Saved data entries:
□ □ □ □

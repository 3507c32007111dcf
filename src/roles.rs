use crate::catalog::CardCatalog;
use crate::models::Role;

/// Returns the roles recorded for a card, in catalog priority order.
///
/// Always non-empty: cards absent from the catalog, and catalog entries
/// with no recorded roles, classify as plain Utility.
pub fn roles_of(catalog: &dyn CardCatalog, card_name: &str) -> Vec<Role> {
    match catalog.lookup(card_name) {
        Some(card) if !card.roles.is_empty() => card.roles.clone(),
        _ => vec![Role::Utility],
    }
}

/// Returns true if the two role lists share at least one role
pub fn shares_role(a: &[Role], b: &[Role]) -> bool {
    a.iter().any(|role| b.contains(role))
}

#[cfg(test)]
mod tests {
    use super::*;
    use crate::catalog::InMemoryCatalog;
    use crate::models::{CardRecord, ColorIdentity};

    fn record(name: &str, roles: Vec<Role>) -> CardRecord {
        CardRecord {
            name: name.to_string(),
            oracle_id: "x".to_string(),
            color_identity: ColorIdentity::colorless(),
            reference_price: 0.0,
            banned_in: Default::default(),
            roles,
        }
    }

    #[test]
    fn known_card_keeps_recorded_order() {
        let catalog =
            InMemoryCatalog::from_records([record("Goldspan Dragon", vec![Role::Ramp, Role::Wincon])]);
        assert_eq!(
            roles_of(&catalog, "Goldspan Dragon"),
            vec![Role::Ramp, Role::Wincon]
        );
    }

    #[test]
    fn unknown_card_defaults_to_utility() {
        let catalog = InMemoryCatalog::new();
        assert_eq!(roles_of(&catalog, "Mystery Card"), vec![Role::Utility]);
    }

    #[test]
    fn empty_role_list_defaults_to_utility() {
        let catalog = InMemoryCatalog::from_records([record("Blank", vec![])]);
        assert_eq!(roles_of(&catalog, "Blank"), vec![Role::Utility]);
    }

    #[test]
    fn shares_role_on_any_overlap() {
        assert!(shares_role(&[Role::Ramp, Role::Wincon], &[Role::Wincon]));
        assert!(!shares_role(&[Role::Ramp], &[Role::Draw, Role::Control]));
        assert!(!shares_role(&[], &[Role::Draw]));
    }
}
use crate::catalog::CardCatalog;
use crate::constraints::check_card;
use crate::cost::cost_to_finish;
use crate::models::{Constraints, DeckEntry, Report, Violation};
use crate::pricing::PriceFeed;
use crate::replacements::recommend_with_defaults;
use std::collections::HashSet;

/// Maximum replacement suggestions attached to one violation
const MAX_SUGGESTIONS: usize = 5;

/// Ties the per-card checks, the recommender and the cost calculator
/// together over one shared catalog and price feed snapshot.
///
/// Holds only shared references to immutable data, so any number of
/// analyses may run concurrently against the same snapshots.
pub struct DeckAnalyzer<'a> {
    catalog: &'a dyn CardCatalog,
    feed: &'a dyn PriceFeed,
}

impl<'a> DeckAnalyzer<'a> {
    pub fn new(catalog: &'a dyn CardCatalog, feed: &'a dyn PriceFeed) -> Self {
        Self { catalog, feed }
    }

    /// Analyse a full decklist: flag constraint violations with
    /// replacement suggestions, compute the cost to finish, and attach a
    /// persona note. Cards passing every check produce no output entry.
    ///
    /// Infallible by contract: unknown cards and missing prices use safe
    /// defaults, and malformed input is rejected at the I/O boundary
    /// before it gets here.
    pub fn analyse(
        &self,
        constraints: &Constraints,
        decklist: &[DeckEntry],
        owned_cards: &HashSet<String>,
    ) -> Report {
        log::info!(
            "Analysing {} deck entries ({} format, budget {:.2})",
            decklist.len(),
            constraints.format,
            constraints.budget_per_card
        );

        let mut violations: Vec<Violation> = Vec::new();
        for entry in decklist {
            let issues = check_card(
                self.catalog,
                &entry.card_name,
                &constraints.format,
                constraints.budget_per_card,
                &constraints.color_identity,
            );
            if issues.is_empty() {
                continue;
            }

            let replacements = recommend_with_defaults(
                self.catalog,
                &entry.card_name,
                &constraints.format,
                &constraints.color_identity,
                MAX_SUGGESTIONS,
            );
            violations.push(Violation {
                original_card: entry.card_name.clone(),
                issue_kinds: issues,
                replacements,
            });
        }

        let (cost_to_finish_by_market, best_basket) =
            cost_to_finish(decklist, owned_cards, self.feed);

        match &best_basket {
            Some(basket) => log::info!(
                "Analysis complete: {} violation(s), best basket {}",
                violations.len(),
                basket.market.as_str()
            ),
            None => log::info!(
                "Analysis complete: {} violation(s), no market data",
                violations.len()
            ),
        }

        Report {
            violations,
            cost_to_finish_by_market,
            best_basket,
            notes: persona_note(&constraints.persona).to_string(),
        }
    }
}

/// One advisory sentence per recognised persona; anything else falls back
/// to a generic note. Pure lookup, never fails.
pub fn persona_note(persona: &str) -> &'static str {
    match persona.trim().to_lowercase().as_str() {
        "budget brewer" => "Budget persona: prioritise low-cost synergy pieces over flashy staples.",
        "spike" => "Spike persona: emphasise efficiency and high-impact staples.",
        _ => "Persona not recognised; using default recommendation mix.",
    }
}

□ □ □ □

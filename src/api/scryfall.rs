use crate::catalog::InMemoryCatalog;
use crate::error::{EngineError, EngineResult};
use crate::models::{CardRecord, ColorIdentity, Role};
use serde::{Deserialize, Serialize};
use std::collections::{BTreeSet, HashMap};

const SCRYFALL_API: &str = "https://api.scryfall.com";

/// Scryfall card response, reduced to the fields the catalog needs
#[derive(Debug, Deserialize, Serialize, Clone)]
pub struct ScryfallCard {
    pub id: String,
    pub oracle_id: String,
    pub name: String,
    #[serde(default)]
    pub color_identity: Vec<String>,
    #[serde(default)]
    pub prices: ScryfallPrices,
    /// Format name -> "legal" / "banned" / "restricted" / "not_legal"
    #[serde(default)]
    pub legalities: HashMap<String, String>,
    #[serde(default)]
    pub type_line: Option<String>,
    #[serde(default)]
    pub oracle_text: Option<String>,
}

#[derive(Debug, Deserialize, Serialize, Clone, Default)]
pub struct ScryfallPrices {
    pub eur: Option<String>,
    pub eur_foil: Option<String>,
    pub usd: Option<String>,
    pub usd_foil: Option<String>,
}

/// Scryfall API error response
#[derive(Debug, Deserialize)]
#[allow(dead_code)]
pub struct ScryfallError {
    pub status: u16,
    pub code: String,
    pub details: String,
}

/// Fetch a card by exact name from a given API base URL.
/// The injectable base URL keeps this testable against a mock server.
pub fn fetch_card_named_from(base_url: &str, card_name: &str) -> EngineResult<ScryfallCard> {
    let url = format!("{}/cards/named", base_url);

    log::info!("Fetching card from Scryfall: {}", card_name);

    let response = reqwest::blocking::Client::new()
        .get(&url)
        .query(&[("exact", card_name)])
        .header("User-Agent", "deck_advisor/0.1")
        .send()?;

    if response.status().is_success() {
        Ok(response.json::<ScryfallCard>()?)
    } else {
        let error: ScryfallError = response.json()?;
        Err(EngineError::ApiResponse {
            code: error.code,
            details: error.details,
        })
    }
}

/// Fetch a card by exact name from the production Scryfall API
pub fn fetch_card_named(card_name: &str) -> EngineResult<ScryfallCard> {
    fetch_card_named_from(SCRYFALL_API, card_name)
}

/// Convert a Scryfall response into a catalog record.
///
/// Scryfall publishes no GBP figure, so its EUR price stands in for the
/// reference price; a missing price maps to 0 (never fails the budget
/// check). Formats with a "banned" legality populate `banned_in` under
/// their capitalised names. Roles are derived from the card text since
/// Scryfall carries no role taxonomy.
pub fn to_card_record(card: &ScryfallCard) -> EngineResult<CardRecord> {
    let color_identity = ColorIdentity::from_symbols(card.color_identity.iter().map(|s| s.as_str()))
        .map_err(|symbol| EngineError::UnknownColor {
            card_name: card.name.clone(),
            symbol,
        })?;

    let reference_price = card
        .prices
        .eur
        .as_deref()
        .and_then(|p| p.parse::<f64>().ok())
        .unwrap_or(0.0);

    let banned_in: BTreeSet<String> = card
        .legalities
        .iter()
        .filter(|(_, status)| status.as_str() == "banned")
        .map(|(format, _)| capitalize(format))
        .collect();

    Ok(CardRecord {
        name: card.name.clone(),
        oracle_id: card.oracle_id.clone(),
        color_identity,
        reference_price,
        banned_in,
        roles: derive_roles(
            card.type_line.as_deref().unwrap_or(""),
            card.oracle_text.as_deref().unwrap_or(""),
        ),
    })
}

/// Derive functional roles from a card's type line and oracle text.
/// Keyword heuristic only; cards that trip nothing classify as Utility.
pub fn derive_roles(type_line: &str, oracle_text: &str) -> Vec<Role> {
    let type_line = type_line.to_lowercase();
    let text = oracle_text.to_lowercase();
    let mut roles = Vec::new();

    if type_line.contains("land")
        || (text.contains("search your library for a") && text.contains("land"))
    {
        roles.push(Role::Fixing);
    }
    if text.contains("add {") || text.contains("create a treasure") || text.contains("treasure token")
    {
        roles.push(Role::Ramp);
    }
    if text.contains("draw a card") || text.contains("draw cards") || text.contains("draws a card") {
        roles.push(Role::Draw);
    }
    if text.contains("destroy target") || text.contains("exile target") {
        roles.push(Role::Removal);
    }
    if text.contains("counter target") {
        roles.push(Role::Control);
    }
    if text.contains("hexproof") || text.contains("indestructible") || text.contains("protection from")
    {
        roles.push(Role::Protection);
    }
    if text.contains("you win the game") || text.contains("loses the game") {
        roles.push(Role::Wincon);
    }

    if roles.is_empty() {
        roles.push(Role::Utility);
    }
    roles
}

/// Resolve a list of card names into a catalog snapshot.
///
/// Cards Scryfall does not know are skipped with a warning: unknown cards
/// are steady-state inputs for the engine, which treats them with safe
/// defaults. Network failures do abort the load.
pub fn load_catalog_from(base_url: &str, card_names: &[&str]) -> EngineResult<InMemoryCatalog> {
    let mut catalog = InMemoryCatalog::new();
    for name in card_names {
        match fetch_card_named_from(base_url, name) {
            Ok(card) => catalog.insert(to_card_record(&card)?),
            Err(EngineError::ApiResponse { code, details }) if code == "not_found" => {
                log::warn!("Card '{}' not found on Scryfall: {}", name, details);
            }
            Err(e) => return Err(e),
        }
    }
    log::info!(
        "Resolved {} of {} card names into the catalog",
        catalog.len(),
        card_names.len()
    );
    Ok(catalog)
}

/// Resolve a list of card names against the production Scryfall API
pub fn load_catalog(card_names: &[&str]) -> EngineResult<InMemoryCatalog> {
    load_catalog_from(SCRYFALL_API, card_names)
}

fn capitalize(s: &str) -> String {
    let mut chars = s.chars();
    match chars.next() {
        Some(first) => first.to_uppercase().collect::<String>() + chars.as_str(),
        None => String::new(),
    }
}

□ □ □ □

Go through the data and show every line where "EngineError" occurs.

■ **SOLUTION TO THIS EXERCISE**
use crate::error::{EngineError, EngineResult};
        Err(EngineError::ApiResponse {
        .map_err(|symbol| EngineError::UnknownColor {
            Err(EngineError::ApiResponse { code, details }) if code == "not_found" => {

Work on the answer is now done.